I wouldn't say I find it hard, as in "difficult." More like hard as in "slog." But I know the payoff is great, so I'm determined.
posted by nevercalm at 5:02 PM on September 2, 2013


Gravity's Rainbow was genius. This article... was not.
posted by Splunge at 5:39 PM on September 2, 2013


I read Gravity's Rainbow as an arrogant 18 year old understanding a lot less of it than I let on but read it again in my 30's and loved it.

My attention span is so impoverished these days that I never thought i would get through Against The Day but I did it by listening to the audio book which is beautifully performed and a pleasure to listen to. Currently listening to Mason & Dixon which is less well read but the writing is still wonderful
posted by alanbee at 4:34 AM on September 3, 2013


I am battling my way through Gravity's Rainbow right now. If I ever finish it I suspect a ticker tape parade will not be unwelcome.
posted by tommasz at 6:43 AM on September 3, 2013


Gravity's Rainbow can be read by jumping around and kind of panning for the gold. It doesn't really have what could be called a linear plot, so read for the set pieces and for the language. And, imo, don't bother with any of the other novels except V.
posted by jokeefe at 7:29 AM on September 3, 2013


"And, imo, don't bother with any of the other novels except V."

Goodness, the text editor somehow deleted "and "The Crying of Lot 49""
from the end of your sentence!
posted by Chitownfats at 10:23 AM on September 3, 2013 [1 favorite]


I genuinely don't understand why people find Gravity's Rainbow hard. I read it twice before I was twenty. I'm not saying that I understood it all, or even made the connections it expected me to, but I loved every page.
posted by Hogshead at 12:30 AM on September 3


I feel the same way about Moby Dick. That book engrossed me completely and I've re-read it several times. I really don't understand why it's on so many "hard to read" lists. Gravity's Rainbow is hard for me to read simply because it's so disjointed. I keep losing track of what the hell is going on. I also find that Pynchon suffers from that thing I call not really nailing his characters, by which I mean he doesn't (for me) immediately lay a readily-identifiable stamp on them, so I keep finding myself saying "Wait... who's this guy again? Err.. was that the woman who did that thing a few pages back? Woah... have we already met this one?" And so on. I have no trouble at all with the more fantastical elements of the book, I just find the writing to be somewhat fractured and difficult to keep hold of. It's hard work, for me.
posted by Decani at 11:56 AM on September 3, 2013


After several attempts to get going in Gravity's Rainbow failed, I was able to read it by picking it up, opening it at random and reading until I got so revved up by the intensity of the prose it felt like Something Bad was about to happen in my brain, stopping and walking around for awhile, and then repeating.

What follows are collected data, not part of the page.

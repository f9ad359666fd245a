use {
  anyhow::Context,
  clap::Parser,
  leaktrace::Config,
  std::io,
  tracing_subscriber::EnvFilter,
};

fn main() -> anyhow::Result<()> {
  tracing_subscriber::fmt()
    .with_env_filter(
      EnvFilter::try_from_default_env()
        .unwrap_or_else(|_| EnvFilter::new("warn")),
    )
    .with_writer(io::stderr)
    .init();

  let config = Config::parse();

  let report = config.run()?;

  report
    .write_text(io::stdout().lock())
    .context("failed to print leak report")?;

  Ok(())
}
use super::*;

/// Command-line configuration for the `leaktrace` binary.
#[derive(Debug, Clone, Parser)]
#[command(
  name = "leaktrace",
  version,
  about = "Report allocations in an allocator trace that were never freed"
)]
pub struct Config {
  /// Trace written by the instrumented allocator.
  #[arg(value_name = "TRACE")]
  pub trace: PathBuf,
}

impl Config {
  /// Replay the configured trace and return its leaks.
  ///
  /// # Errors
  ///
  /// Returns [`Error::Read`] if the trace cannot be read.
  pub fn run(&self) -> Result<LeakReport> {
    replay_path(&self.trace)
  }
}
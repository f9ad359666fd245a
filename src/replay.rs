use super::*;

/// Drives a trace through the parser into a [`LiveAllocationTable`].
///
/// A replayer is single use: feed it the trace, then call
/// [`Replayer::finish`] to get the leaks. Several traces may be fed into one
/// table; each is parsed on its own, so a stack block left open at the end of
/// one trace is closed there and never continues into the next.
#[derive(Debug, Default)]
pub struct Replayer {
  table: LiveAllocationTable,
}

impl Replayer {
  /// Stop replaying and report everything that is still live.
  #[must_use]
  pub fn finish(self) -> LeakReport {
    let report = self.table.into_report();
    let stats = report.stats();

    tracing::debug!(
      leaks = report.leaks().len(),
      allocations = stats.allocations,
      reallocations = stats.reallocations,
      frees = stats.frees,
      untracked_releases = stats.untracked_releases,
      overwrites = stats.overwrites,
      malformed = stats.malformed,
      "replay finished"
    );

    report
  }

  #[must_use]
  pub fn new() -> Self {
    Self::default()
  }

  /// Read the whole file at `path` and replay it.
  ///
  /// Bytes that are not valid UTF-8 are replaced rather than rejected.
  ///
  /// # Errors
  ///
  /// Returns [`Error::Read`] if the file cannot be read.
  pub fn replay_file(&mut self, path: impl AsRef<Path>) -> Result<&mut Self> {
    let path = path.as_ref();

    let bytes = fs::read(path).map_err(|source| Error::Read {
      path: path.to_path_buf(),
      source,
    })?;

    tracing::debug!(path = %path.display(), bytes = bytes.len(), "loaded trace");

    Ok(self.replay_str(&String::from_utf8_lossy(&bytes)))
  }

  /// Replay trace text that is already in memory.
  pub fn replay_str(&mut self, trace: &str) -> &mut Self {
    let mut parser = TraceParser::new(trace);
    self.table.ingest(parser.by_ref());
    self.table.record_malformed(parser.malformed());
    self
  }

  #[must_use]
  pub fn table(&self) -> &LiveAllocationTable {
    &self.table
  }
}

/// Replay the trace at `path` and return its leaks.
///
/// # Errors
///
/// Returns [`Error::Read`] if the file cannot be read.
pub fn replay_path(path: impl AsRef<Path>) -> Result<LeakReport> {
  let mut replayer = Replayer::new();
  replayer.replay_file(path)?;
  Ok(replayer.finish())
}

#[cfg(test)]
mod tests {
  use super::*;

  fn leaks_of(trace: &str) -> Vec<Leak> {
    let mut replayer = Replayer::new();
    replayer.replay_str(trace);
    replayer.finish().leaks().to_vec()
  }

  #[test]
  fn freed_block_is_not_reported() {
    let leaks = leaks_of("m 0x1 frameA frameB\n\nf 0x1\n\nm 0x2\nframeC\n\n");

    assert_eq!(leaks.len(), 1);
    assert_eq!(leaks[0].address, Address::from("0x2"));
    assert_eq!(leaks[0].stack.frames(), ["frameC"]);
  }

  #[test]
  fn reallocation_chain_reports_only_final_address() {
    let leaks = leaks_of("m 0x5\nf1\n\nr 0x6 0x5\nf2\n\n");

    assert_eq!(leaks.len(), 1);
    assert_eq!(leaks[0].address, Address::from("0x6"));
    assert_eq!(leaks[0].stack.frames(), ["f2"]);
  }

  #[test]
  fn clean_trace_gives_empty_report() {
    let mut replayer = Replayer::new();
    replayer.replay_str("m 0x1\nmain\n\nf 0x1\n\n");

    assert!(replayer.finish().is_empty());
  }

  #[test]
  fn open_stack_does_not_continue_into_next_trace() {
    let mut replayer = Replayer::new();
    replayer.replay_str("m 0x1\nalpha").replay_str("m 0x2\nbeta\n\n");

    let table = replayer.table();
    assert_eq!(table.len(), 2);
    assert_eq!(
      table.get(&Address::from("0x1")).map(StackTrace::frames),
      Some(["alpha".to_string()].as_slice())
    );
  }

  #[test]
  fn noise_between_events_is_ignored() {
    let trace = "\
==1234== started
m 0x10 32
./app(alloc+0x10)

some unrelated output
f 0x10 0
./app(release+0x4)

";
    assert!(leaks_of(trace).is_empty());
  }

  #[test]
  fn malformed_headers_are_counted() {
    let mut replayer = Replayer::new();
    replayer.replay_str("f\n\nm 0x1\nmain\n\n");

    let report = replayer.finish();
    assert_eq!(report.leaks().len(), 1);
    assert_eq!(report.stats().malformed, 1);
  }

  #[test]
  fn consecutive_traces_share_one_table() {
    let mut replayer = Replayer::new();
    replayer.replay_str("m 0x1\na\n\n").replay_str("f 0x1\n\n");

    assert!(replayer.table().is_empty());
  }

  #[test]
  fn replays_trace_from_disk() {
    let mut file = tempfile::NamedTempFile::new().expect("temp file");
    file
      .write_all(b"m 0xaa 8\nmain\n\nm 0xbb 8\nmain\n\nf 0xaa 0\n\n")
      .expect("write trace");

    let report = replay_path(file.path()).expect("readable trace");
    assert_eq!(report.leaks().len(), 1);
    assert_eq!(report.leaks()[0].address, Address::from("0xbb"));
  }

  #[test]
  fn invalid_utf8_is_replaced() {
    let mut file = tempfile::NamedTempFile::new().expect("temp file");
    file
      .write_all(b"m 0x1\nframe \xff\n\n")
      .expect("write trace");

    let report = replay_path(file.path()).expect("readable trace");
    assert_eq!(report.leaks()[0].stack.frames(), ["frame \u{fffd}"]);
  }

  #[test]
  fn missing_file_is_a_read_error() {
    let dir = tempfile::tempdir().expect("temp dir");
    let path = dir.path().join("missing.trace");

    let err = replay_path(&path).expect_err("file does not exist");
    assert!(matches!(err, Error::Read { .. }));
    assert!(err.to_string().contains("missing.trace"));
  }
}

After maybe a week and a half, I seemed to have read the entire thing except for about five pages at the beginning and twenty at the end, so I read the beginning, then the end, and decided to put it aside until phrases and short passages from it ceased forcing themselves on me during unguarded moments, which took more than a year.

I've never really picked it up again during the intervening decades, and I'm still a little afraid of it-- and not 100% sure I've even read the whole thing.
posted by jamjam at 12:13 PM on September 3, 2013 [1 favorite]


I had the same tactic with Vineland and TCOL49, but for me the Something Bad that made me break off was a real, intense sense of subtly encroaching malignity and a hairs-on-neck feeling of being manipulated. I don't know if anyone else reacted like that, but it was vivid enough that I had to wait for it to die down between chunks. (Not that it's enough to stop me reading and rereading.)
posted by forgetful snow at 4:09 PM on September 3, 2013 [1 favorite]


Oh, Tommy P... you haven't let me down yet. There is an element of familial warmth in his later stuff that really works for me, no to mention its offsetting that sensation of Something Bad . Also, no spoilers, but seeing one of the most renowned writers of our time use the word "leet" delighted me to no end.